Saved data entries
++++++++++
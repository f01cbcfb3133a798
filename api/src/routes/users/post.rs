//! # User Creation Route
//!
//! - `POST /api/users`: Create a user

use axum::{Json, extract::State, http::StatusCode, response::IntoResponse};
use db::models::user::Model as UserModel;
use util::state::AppState;

use crate::extract::ValidJson;
use crate::response::{ApiError, ApiResponse};
use crate::routes::users::common::{CreateUserRequest, UserResponse};

/// POST /api/users
///
/// Creates a user. `username` and `email` must both be unused.
///
/// ### Request Body
/// ```json
/// {
///   "username": "alice",
///   "email": "alice@example.com"
/// }
/// ```
///
/// ### Response: 201 Created
/// ```json
/// {
///   "success": true,
///   "data": {
///     "id": 1,
///     "username": "alice",
///     "email": "alice@example.com",
///     "courses": [],
///     "created_at": "2025-10-14T08:00:00+00:00",
///     "updated_at": "2025-10-14T08:00:00+00:00"
///   }
/// }
/// ```
///
/// ### Errors:
/// - 400 Bad Request: Validation failure, malformed JSON, or
///   "User with this email or username already exists"
pub async fn create_user(
    State(app_state): State<AppState>,
    ValidJson(req): ValidJson<CreateUserRequest>,
) -> Result<impl IntoResponse, ApiError> {
    let user = UserModel::create(app_state.db(), &req.username, &req.email).await?;

    Ok((
        StatusCode::CREATED,
        Json(ApiResponse::ok(UserResponse::from(user))),
    ))
}
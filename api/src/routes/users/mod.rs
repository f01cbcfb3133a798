//! # Users Routes Module
//!
//! This module defines and wires up routes for the `/api/users` endpoint group.
//!
//! ## Structure
//! - `get.rs`: GET handlers (list users, get user, list a user's courses)
//! - `post.rs`: POST handlers (create user)
//! - `put.rs`: PUT handlers (update user)
//! - `delete.rs`: DELETE handlers (delete user)
//! - `profile/`: the single profile owned by a user

use axum::{
    Router,
    routing::{delete, get, post, put},
};
use delete::delete_user;
use get::{get_user, list_user_courses, list_users};
use post::create_user;
use profile::profile_routes;
use put::update_user;
use util::state::AppState;

pub mod common;
pub mod delete;
pub mod get;
pub mod post;
pub mod profile;
pub mod put;

/// Builds the `/users` route group, mapping HTTP methods to handlers.
///
/// - `GET /users` → `list_users`
/// - `POST /users` → `create_user`
/// - `GET /users/{user_id}` → `get_user`
/// - `PUT /users/{user_id}` → `update_user`
/// - `DELETE /users/{user_id}` → `delete_user`
/// - `GET /users/{user_id}/courses` → `list_user_courses`
/// - `/users/{user_id}/profile` → see [`profile_routes`]
pub fn users_routes() -> Router<AppState> {
    Router::new()
        .route("/", get(list_users))
        .route("/", post(create_user))
        .route("/{user_id}", get(get_user))
        .route("/{user_id}", put(update_user))
        .route("/{user_id}", delete(delete_user))
        .route("/{user_id}/courses", get(list_user_courses))
        .nest("/{user_id}/profile", profile_routes())
}
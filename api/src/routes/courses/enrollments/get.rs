use axum::{Json, extract::State, response::IntoResponse};
use db::models::course::Model as CourseModel;
use util::state::AppState;

use crate::extract::Id;
use crate::response::{ApiError, ApiResponse};
use crate::routes::users::common::UserSummary;

/// GET /api/courses/{course_id}/students
///
/// Students in enrollment order.
///
/// ### Response: 200 OK
/// ```json
/// {
///   "success": true,
///   "count": 1,
///   "data": [
///     { "id": 1, "username": "alice", "email": "alice@example.com" }
///   ]
/// }
/// ```
///
/// ### Errors
/// - `404 Not Found`: "Course not found"
pub async fn list_course_students(
    State(app_state): State<AppState>,
    Id(course_id): Id,
) -> Result<impl IntoResponse, ApiError> {
    let course = CourseModel::find_with_students(app_state.db(), course_id).await?;
    let students: Vec<UserSummary> = course.students.into_iter().map(UserSummary::from).collect();
    Ok(Json(ApiResponse::list(students)))
}
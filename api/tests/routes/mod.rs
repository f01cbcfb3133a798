mod enrollments_test;
mod health_test;
mod profile_test;
mod reviews_test;
mod users_test;
use sea_orm_migration::prelude::*;

pub struct Migration;

impl MigrationName for Migration {
    fn name(&self) -> &str {
        "m202510140003_create_courses"
    }
}

#[async_trait::async_trait]
impl MigrationTrait for Migration {
    async fn up(&self, manager: &SchemaManager) -> Result<(), DbErr> {
        manager
            .create_table(
                Table::create()
                    .table(Alias::new("courses"))
                    .if_not_exists()
                    .col(ColumnDef::new(Alias::new("id")).integer().not_null().auto_increment().primary_key())
                    .col(ColumnDef::new(Alias::new("title")).string().not_null().unique_key())
                    .col(ColumnDef::new(Alias::new("description")).text().null())
                    .col(ColumnDef::new(Alias::new("instructor")).string().null())
                    .col(ColumnDef::new(Alias::new("created_at")).timestamp().not_null().default(Expr::cust("CURRENT_TIMESTAMP")))
                    .col(ColumnDef::new(Alias::new("updated_at")).timestamp().not_null().default(Expr::cust("CURRENT_TIMESTAMP")))
                    .to_owned(),
            )
            .await
    }

    async fn down(&self, manager: &SchemaManager) -> Result<(), DbErr> {
        manager
            .drop_table(Table::drop().table(Alias::new("courses")).to_owned())
            .await
    }
}
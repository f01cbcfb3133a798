use chrono::{DateTime, Utc};
use sea_orm::ActiveValue::Set;
use sea_orm::entity::prelude::*;
use serde::Serialize;

use crate::error::{PROFILE_EXISTS, PROFILE_NOT_FOUND, StoreError, StoreResult};
use crate::models::user;

#[derive(Clone, Debug, PartialEq, Eq, DeriveEntityModel, Serialize)]
#[sea_orm(table_name = "profiles")]
pub struct Model {
    #[sea_orm(primary_key)]
    pub id: i64,
    /// Owning user. At most one profile per user.
    #[sea_orm(unique)]
    pub user_id: i64,
    pub bio: Option<String>,
    pub website: Option<String>,
    pub created_at: DateTime<Utc>,
    pub updated_at: DateTime<Utc>,
}

#[derive(Copy, Clone, Debug, EnumIter, DeriveRelation)]
pub enum Relation {
    #[sea_orm(
        belongs_to = "super::user::Entity",
        from = "Column::UserId",
        to = "super::user::Column::Id"
    )]
    User,
}

impl Related<super::user::Entity> for Entity {
    fn to() -> RelationDef {
        Relation::User.def()
    }
}

impl ActiveModelBehavior for ActiveModel {}

/// A profile with its owning user.
#[derive(Clone, Debug)]
pub struct ProfileWithUser {
    pub profile: Model,
    pub user: user::Model,
}

impl Model {
    async fn find_by_user(db: &DbConn, user_id: i64) -> StoreResult<Option<Model>> {
        Ok(Entity::find()
            .filter(Column::UserId.eq(user_id))
            .one(db)
            .await?)
    }

    /// Creates the profile of `user_id`.
    ///
    /// # Errors
    /// - `NotFound` if the user does not exist.
    /// - `Conflict` if the user already has a profile.
    pub async fn create(
        db: &DbConn,
        user_id: i64,
        bio: Option<String>,
        website: Option<String>,
    ) -> StoreResult<ProfileWithUser> {
        let user = user::Model::get(db, user_id).await?;
        if Self::find_by_user(db, user_id).await?.is_some() {
            return Err(StoreError::Conflict(PROFILE_EXISTS.into()));
        }

        let now = Utc::now();
        let profile = ActiveModel {
            user_id: Set(user_id),
            bio: Set(bio),
            website: Set(website),
            created_at: Set(now),
            updated_at: Set(now),
            ..Default::default()
        }
        .insert(db)
        .await
        .map_err(|e| StoreError::from_write(e, PROFILE_EXISTS))?;

        Ok(ProfileWithUser { profile, user })
    }

    pub async fn find_for_user(db: &DbConn, user_id: i64) -> StoreResult<ProfileWithUser> {
        let user = user::Model::get(db, user_id).await?;
        let profile = Self::find_by_user(db, user_id)
            .await?
            .ok_or(StoreError::NotFound(PROFILE_NOT_FOUND))?;
        Ok(ProfileWithUser { profile, user })
    }

    /// Overwrites the provided fields of the profile of `user_id`.
    pub async fn update_for_user(
        db: &DbConn,
        user_id: i64,
        bio: Option<String>,
        website: Option<String>,
    ) -> StoreResult<ProfileWithUser> {
        let ProfileWithUser { profile, user } = Self::find_for_user(db, user_id).await?;

        let mut active: ActiveModel = profile.into();
        if bio.is_some() {
            active.bio = Set(bio);
        }
        if website.is_some() {
            active.website = Set(website);
        }
        active.updated_at = Set(Utc::now());
        let profile = active.update(db).await?;

        Ok(ProfileWithUser { profile, user })
    }

    pub async fn delete_for_user(db: &DbConn, user_id: i64) -> StoreResult<()> {
        user::Model::get(db, user_id).await?;
        let result = Entity::delete_many()
            .filter(Column::UserId.eq(user_id))
            .exec(db)
            .await?;
        if result.rows_affected == 0 {
            return Err(StoreError::NotFound(PROFILE_NOT_FOUND));
        }
        Ok(())
    }
}
//! Turns a configured database target into a connection URL.

use std::path::Path;

/// Normalises a DSN (`sqlite:`, `postgres://`, `mysql://`) or a bare SQLite file path
/// into a connection URL.
///
/// For a bare path the parent directory is created, and the URL opens the file in
/// read-write-create mode.
pub fn to_url(path_or_url: &str) -> String {
    if path_or_url.starts_with("sqlite:")
        || path_or_url.starts_with("postgres://")
        || path_or_url.starts_with("mysql://")
    {
        return path_or_url.to_owned();
    }
    // SQLite won't create intermediate dirs.
    if let Some(parent) = Path::new(path_or_url).parent() {
        let _ = std::fs::create_dir_all(parent);
    }
    format!("sqlite://{path_or_url}?mode=rwc")
}
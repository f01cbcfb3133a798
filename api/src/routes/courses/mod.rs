//! # Courses Routes Module
//!
//! Routes for the `/api/courses` endpoint group, including enrollment and the
//! course-scoped review endpoints.

use axum::{
    Router,
    routing::{delete, get, post, put},
};
use delete::delete_course;
use enrollments::{get::list_course_students, post::enroll_user};
use get::{get_course, list_courses};
use post::create_course;
use put::update_course;
use reviews::{get::list_course_reviews, post::add_review};
use util::state::AppState;

use crate::routes::users::get::list_user_courses;

pub mod common;
pub mod delete;
pub mod enrollments;
pub mod get;
pub mod post;
pub mod put;
pub mod reviews;

/// Builds the `/courses` route group.
///
/// - `GET /courses` → `list_courses`
/// - `POST /courses` → `create_course`
/// - `GET /courses/users/{user_id}/courses` → `list_user_courses`
/// - `GET /courses/{course_id}` → `get_course`
/// - `PUT /courses/{course_id}` → `update_course`
/// - `DELETE /courses/{course_id}` → `delete_course`
/// - `POST /courses/{course_id}/enroll` → `enroll_user`
/// - `GET /courses/{course_id}/students` → `list_course_students`
/// - `POST /courses/{course_id}/reviews` → `add_review`
/// - `GET /courses/{course_id}/reviews` → `list_course_reviews`
pub fn courses_routes() -> Router<AppState> {
    Router::new()
        .route("/", get(list_courses))
        .route("/", post(create_course))
        .route("/users/{user_id}/courses", get(list_user_courses))
        .route("/{course_id}", get(get_course))
        .route("/{course_id}", put(update_course))
        .route("/{course_id}", delete(delete_course))
        .route("/{course_id}/enroll", post(enroll_user))
        .route("/{course_id}/students", get(list_course_students))
        .route("/{course_id}/reviews", post(add_review))
        .route("/{course_id}/reviews", get(list_course_reviews))
}
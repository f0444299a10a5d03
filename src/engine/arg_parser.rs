use clap::Parser;
use std::path::PathBuf;

/// Concurrent thumbnail generator.
#[derive(Clone, Debug, Parser)]
#[command(name = "thumbnailer")]
#[command(
    about = "Walk DIR, thumbnail every image on a bounded worker pool, and write the results to ./thumbnail."
)]
pub struct Cli {
    /// Directory to walk. Every regular file under it must be a supported image.
    #[arg(value_name = "DIR")]
    pub dir: PathBuf,

    /// Output directory. Default: `thumbnail` in the working directory.
    #[arg(long, short = 'o')]
    pub out_dir: Option<PathBuf>,

    /// Number of thumbnail workers. Default: 5.
    #[arg(long, short = 'j', value_parser = clap::value_parser!(usize))]
    pub workers: Option<usize>,

    /// Verbose output (debug logging and a progress counter).
    #[arg(long, short = 'v', num_args = 0..=1, default_missing_value = "true", value_parser = clap::value_parser!(bool))]
    pub verbose: Option<bool>,

    /// Follow symbolic links.
    #[arg(long, short = 'f', num_args = 0..=1, default_missing_value = "true", value_parser = clap::value_parser!(bool))]
    pub follow_links: Option<bool>,
}
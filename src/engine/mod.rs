//! Engine module: CLI surface, image codec, progress and path tools

pub mod arg_parser;
pub mod cli;
pub mod codec;
pub mod progress;
pub mod tools;

// Re-export commonly used functions
pub use arg_parser::Cli;
pub use cli::{handle_run, setup_opts};
pub use codec::{Codec, ImageCodec};
pub use tools::{classify, destination_for, sniff_mime};
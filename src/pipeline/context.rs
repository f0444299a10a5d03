//! Pipeline context and channels: shared data handed to the walk thread, the workers and the persister.

use crossbeam_channel::{Receiver, Sender, bounded};
use std::path::PathBuf;
use std::sync::Arc;
use std::thread::JoinHandle;

use crate::Opts;
use crate::engine::codec::Codec;
use crate::error::ThumbError;

use super::cancel::CancelToken;
use super::error_handler::ErrorSlot;

/// Walk settings. Built in `run_pipeline` and moved into the walk thread.
pub struct WalkContext {
    pub root: PathBuf,
    /// Canonical output directory; never walked.
    pub output_canonical: Option<PathBuf>,
    pub follow_links: bool,
    pub cancel: CancelToken,
    pub errors: ErrorSlot,
}

/// Shared by every worker thread.
#[derive(Clone)]
pub struct WorkerContext {
    pub codec: Arc<dyn Codec>,
    pub width: u32,
    pub height: u32,
    pub cancel: CancelToken,
}

/// Persister settings; runs on the caller's thread.
pub struct PersistContext {
    pub output_dir: PathBuf,
    pub codec: Arc<dyn Codec>,
    pub cancel: CancelToken,
    pub verbose: bool,
}

/// Handles returned by [`spawn_pipeline`](super::orchestrator::spawn_pipeline): receive results,
/// then join everything with [`shutdown_pipeline_handles`](super::orchestrator::shutdown_pipeline_handles).
pub struct PipelineHandles {
    pub result_rx: Receiver<crate::ThumbnailResult>,
    /// Receives the walk's terminal outcome once, after the walk ends.
    pub walk_err_rx: Receiver<Option<ThumbError>>,
    pub walk_handle: JoinHandle<usize>,
    pub worker_handles: Vec<JoinHandle<()>>,
}

/// Channels and shared state for one run. Walk gets path_tx + walk_err_tx; workers get path_rx + result_tx;
/// the persister gets result_rx.
pub struct PipelineChannels {
    pub path_tx: Sender<PathBuf>,
    pub path_rx: Receiver<PathBuf>,
    pub result_tx: Sender<crate::ThumbnailResult>,
    pub result_rx: Receiver<crate::ThumbnailResult>,
    pub walk_err_tx: Sender<Option<ThumbError>>,
    pub walk_err_rx: Receiver<Option<ThumbError>>,
    pub walk_ctx: WalkContext,
    pub worker_ctx: WorkerContext,
}

/// Build rendezvous channels (capacity 0) between stages and a one-slot channel for the walk's outcome.
pub fn create_pipeline_channels(
    root: PathBuf,
    output_canonical: Option<PathBuf>,
    opts: &Opts,
    codec: Arc<dyn Codec>,
    cancel: &CancelToken,
    errors: &ErrorSlot,
) -> PipelineChannels {
    let (path_tx, path_rx) = bounded::<PathBuf>(0);
    let (result_tx, result_rx) = bounded::<crate::ThumbnailResult>(0);
    let (walk_err_tx, walk_err_rx) = bounded::<Option<ThumbError>>(1);

    let walk_ctx = WalkContext {
        root,
        output_canonical,
        follow_links: opts.follow_links,
        cancel: cancel.clone(),
        errors: errors.clone(),
    };
    let worker_ctx = WorkerContext {
        codec,
        width: opts.width,
        height: opts.height,
        cancel: cancel.clone(),
    };

    PipelineChannels {
        path_tx,
        path_rx,
        result_tx,
        result_rx,
        walk_err_tx,
        walk_err_rx,
        walk_ctx,
        worker_ctx,
    }
}
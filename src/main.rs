//! Thumbnailer CLI: thumbnail every image under DIR into ./thumbnail.

use anyhow::Result;
use clap::Parser;
use std::time::Instant;
use thumbnailer::engine::arg_parser::Cli;
use thumbnailer::engine::handle_run;

fn main() -> Result<()> {
    let start_time = Instant::now();
    let cli = Cli::parse();
    let summary = handle_run(&cli)?;
    log::debug!(
        "{} thumbnails written to {}",
        summary.written,
        summary.output_dir.display()
    );
    println!("Total time: {:?}", start_time.elapsed());
    Ok(())
}
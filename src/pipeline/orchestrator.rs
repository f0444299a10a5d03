use anyhow::{Context, Result};
use log::debug;
use std::path::Path;
use std::sync::Arc;
use std::thread::JoinHandle;

use crate::engine::codec::Codec;
use crate::engine::tools::{canonical_output_dir, canonicalize_root};
use crate::{Opts, RunSummary};

use super::cancel::CancelToken;
use super::context::{PersistContext, PipelineChannels, PipelineHandles, create_pipeline_channels};
use super::error_handler::{ErrorSlot, check_for_pipeline_error, fail_pipeline};
use super::persist::persist_all;
use super::walk::spawn_walk_thread;
use super::workers::spawn_thumbnail_workers;

/// Start the walk thread and `num_workers` thumbnail workers. The caller receives from
/// `result_rx` and must then join with [`shutdown_pipeline_handles`].
pub fn spawn_pipeline(channels: PipelineChannels, num_workers: usize) -> PipelineHandles {
    let PipelineChannels {
        path_tx,
        path_rx,
        result_tx,
        result_rx,
        walk_err_tx,
        walk_err_rx,
        walk_ctx,
        worker_ctx,
    } = channels;

    let walk_handle = spawn_walk_thread(path_tx, walk_err_tx, walk_ctx);
    let worker_handles = spawn_thumbnail_workers(path_rx, &result_tx, &worker_ctx, num_workers);

    // Dropping the last sender outside the workers closes the channel once they all exit.
    drop(result_tx);

    PipelineHandles {
        result_rx,
        walk_err_rx,
        walk_handle,
        worker_handles,
    }
}

/// Join the walk thread and every worker. Returns the number of paths the walk delivered.
pub fn shutdown_pipeline_handles(
    walk_handle: JoinHandle<usize>,
    worker_handles: Vec<JoinHandle<()>>,
) -> Result<usize> {
    let discovered = walk_handle
        .join()
        .map_err(|_| anyhow::anyhow!("walk thread panicked"))?;
    let mut panicked = 0_usize;
    for h in worker_handles {
        if h.join().is_err() {
            panicked += 1;
        }
    }
    if panicked > 0 {
        anyhow::bail!("{} thumbnail worker(s) panicked", panicked);
    }
    Ok(discovered)
}

/// Main orchestrator: walk → path channel → workers (decode + resize) → result channel → persister.
///
/// The persister runs on this thread. The first real failure from any stage is recorded and fires
/// `cancel`, which unwinds every blocked send/receive. Returns only after all threads are joined.
/// If `cancel` is fired from outside during the run, the run fails with `Cancelled`.
pub fn run_pipeline(
    root: &Path,
    opts: &Opts,
    codec: Arc<dyn Codec>,
    cancel: &CancelToken,
) -> Result<RunSummary> {
    opts.validate()?;
    let root = canonicalize_root(root)?;
    std::fs::create_dir_all(&opts.output_dir)
        .with_context(|| format!("create output directory {}", opts.output_dir.display()))?;
    let output_canonical = canonical_output_dir(&opts.output_dir);
    debug!(
        "thumbnailing {} -> {} ({} workers, {}x{})",
        root.display(),
        opts.output_dir.display(),
        opts.workers,
        opts.width,
        opts.height
    );

    let errors = ErrorSlot::new();
    let channels = create_pipeline_channels(
        root,
        output_canonical,
        opts,
        Arc::clone(&codec),
        cancel,
        &errors,
    );
    let persist_ctx = PersistContext {
        output_dir: opts.output_dir.clone(),
        codec,
        cancel: cancel.clone(),
        verbose: opts.verbose,
    };

    let PipelineHandles {
        result_rx,
        walk_err_rx,
        walk_handle,
        worker_handles,
    } = spawn_pipeline(channels, opts.workers);

    let written = match persist_all(&result_rx, &persist_ctx) {
        Ok(n) => n,
        Err(err) => {
            fail_pipeline(&errors, cancel, err);
            0
        }
    };
    let cancelled_during_run = cancel.is_cancelled();
    // Any worker still parked on a send sees the disconnect.
    drop(result_rx);

    let discovered = shutdown_pipeline_handles(walk_handle, worker_handles)?;
    if let Ok(Some(walk_err)) = walk_err_rx.try_recv() {
        errors.record(walk_err);
    }
    check_for_pipeline_error(&errors, cancelled_during_run)?;

    debug!("{} paths walked, {} thumbnails written", discovered, written);
    Ok(RunSummary {
        discovered,
        written,
        output_dir: opts.output_dir.clone(),
    })
}
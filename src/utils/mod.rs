pub mod config;
pub mod logger;
pub mod thumbnailer_toml;

pub use config::*;
pub use logger::setup_logging;
pub use thumbnailer_toml::{apply_file_to_opts, load_thumbnailer_toml};
//! Path, classification and filter utilities

use anyhow::{Context, Result};
use std::fs::File;
use std::io::Read;
use std::path::{Path, PathBuf};
use std::sync::Arc;

use crate::error::ThumbError;
use crate::utils::config::SNIFF_LEN;

/// MIME reported for content no image format matched: text when the head is printable UTF-8.
const TEXT_MIME: &str = "text/plain";
const BINARY_MIME: &str = "application/octet-stream";

/// Sniff the content type of the file at `path` from its first [`SNIFF_LEN`] bytes.
/// Only read failures are errors; unknown content yields a non-image MIME.
pub fn classify(path: &Path) -> Result<String, ThumbError> {
    let classify_err = |source| ThumbError::Classification {
        path: path.to_path_buf(),
        source: Arc::new(source),
    };
    let mut head = Vec::with_capacity(SNIFF_LEN);
    File::open(path)
        .map_err(classify_err)?
        .take(SNIFF_LEN as u64)
        .read_to_end(&mut head)
        .map_err(classify_err)?;
    Ok(sniff_mime(&head).to_string())
}

/// Content type for a file head.
pub fn sniff_mime(head: &[u8]) -> &'static str {
    if let Ok(format) = image::guess_format(head) {
        return format.to_mime_type();
    }
    if looks_like_text(head) {
        TEXT_MIME
    } else {
        BINARY_MIME
    }
}

fn looks_like_text(head: &[u8]) -> bool {
    // A multi-byte char may be cut at the sniff boundary.
    let valid = match std::str::from_utf8(head) {
        Ok(_) => true,
        Err(e) => e.error_len().is_none(),
    };
    valid
        && !head
            .iter()
            .any(|&b| b < 0x20 && !matches!(b, b'\t' | b'\n' | b'\r' | 0x0c))
}

/// Where the thumbnail for `source` goes: `output_dir` joined with the source's base filename.
pub fn destination_for(output_dir: &Path, source: &Path) -> Option<PathBuf> {
    source.file_name().map(|name| output_dir.join(name))
}

/// True if `path` is `dir` or lies beneath it. Both should be canonical.
pub fn is_within(path: &Path, dir: &Path) -> bool {
    path.starts_with(dir)
}

/// Canonicalize the walk root and make sure it is a directory.
pub fn canonicalize_root(root: &Path) -> Result<PathBuf> {
    let canonical = root
        .canonicalize()
        .with_context(|| format!("canonicalize root {}", root.display()))?;
    if !canonical.is_dir() {
        anyhow::bail!("{} is not a directory", root.display());
    }
    Ok(canonical)
}

/// Canonical form of the output directory if it already exists (used to keep the walk out of it).
pub fn canonical_output_dir(output_dir: &Path) -> Option<PathBuf> {
    output_dir.canonicalize().ok()
}
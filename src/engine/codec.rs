//! Image decode / resize / encode behind a trait so the worker pool can be driven by any backend.

use image::imageops::FilterType;
use image::{DynamicImage, ImageReader};
use std::path::Path;
use std::sync::Arc;

use crate::error::ThumbError;
use crate::types::Thumbnail;

/// The three image operations the pipeline needs. Implementations must be callable from many
/// worker threads at once.
pub trait Codec: Send + Sync {
    /// Decode the file at `path`, keeping the detected source format.
    fn decode(&self, path: &Path) -> Result<Thumbnail, ThumbError>;

    /// Resize a decoded image to exactly `width` x `height`.
    fn thumbnail(&self, image: &DynamicImage, width: u32, height: u32) -> DynamicImage;

    /// Write `thumb` to `dest` in its source format, replacing any existing file.
    fn save(&self, thumb: &Thumbnail, dest: &Path) -> Result<(), ThumbError>;
}

/// [`Codec`] backed by the `image` crate. Resizing scales to cover the target box and crops
/// the centre (Lanczos3), so output dimensions are always exact and deterministic.
#[derive(Clone, Copy, Debug, Default)]
pub struct ImageCodec;

impl Codec for ImageCodec {
    fn decode(&self, path: &Path) -> Result<Thumbnail, ThumbError> {
        let decode_err = |source| ThumbError::Decode {
            path: path.to_path_buf(),
            source: Arc::new(source),
        };
        let reader = ImageReader::open(path)
            .and_then(|r| r.with_guessed_format())
            .map_err(|e| decode_err(image::ImageError::IoError(e)))?;
        let format = reader.format().ok_or_else(|| {
            decode_err(image::ImageError::Unsupported(
                image::error::UnsupportedError::from_format_and_kind(
                    image::error::ImageFormatHint::PathExtension(path.to_path_buf()),
                    image::error::UnsupportedErrorKind::Format(
                        image::error::ImageFormatHint::Unknown,
                    ),
                ),
            ))
        })?;
        let image = reader.decode().map_err(decode_err)?;
        Ok(Thumbnail { image, format })
    }

    fn thumbnail(&self, image: &DynamicImage, width: u32, height: u32) -> DynamicImage {
        image.resize_to_fill(width, height, FilterType::Lanczos3)
    }

    fn save(&self, thumb: &Thumbnail, dest: &Path) -> Result<(), ThumbError> {
        thumb
            .image
            .save_with_format(dest, thumb.format)
            .map_err(|e| ThumbError::Persist {
                path: dest.to_path_buf(),
                msg: e.to_string(),
            })
    }
}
++++++++++
[What the exercise asks]
Show all lines from the entries that hold "joined".

[Response]
/// `cancel`, which unwinds every blocked send/receive. Returns only after all threads are joined.
/// Where the thumbnail for `source` goes: `output_dir` joined with the source's base filename.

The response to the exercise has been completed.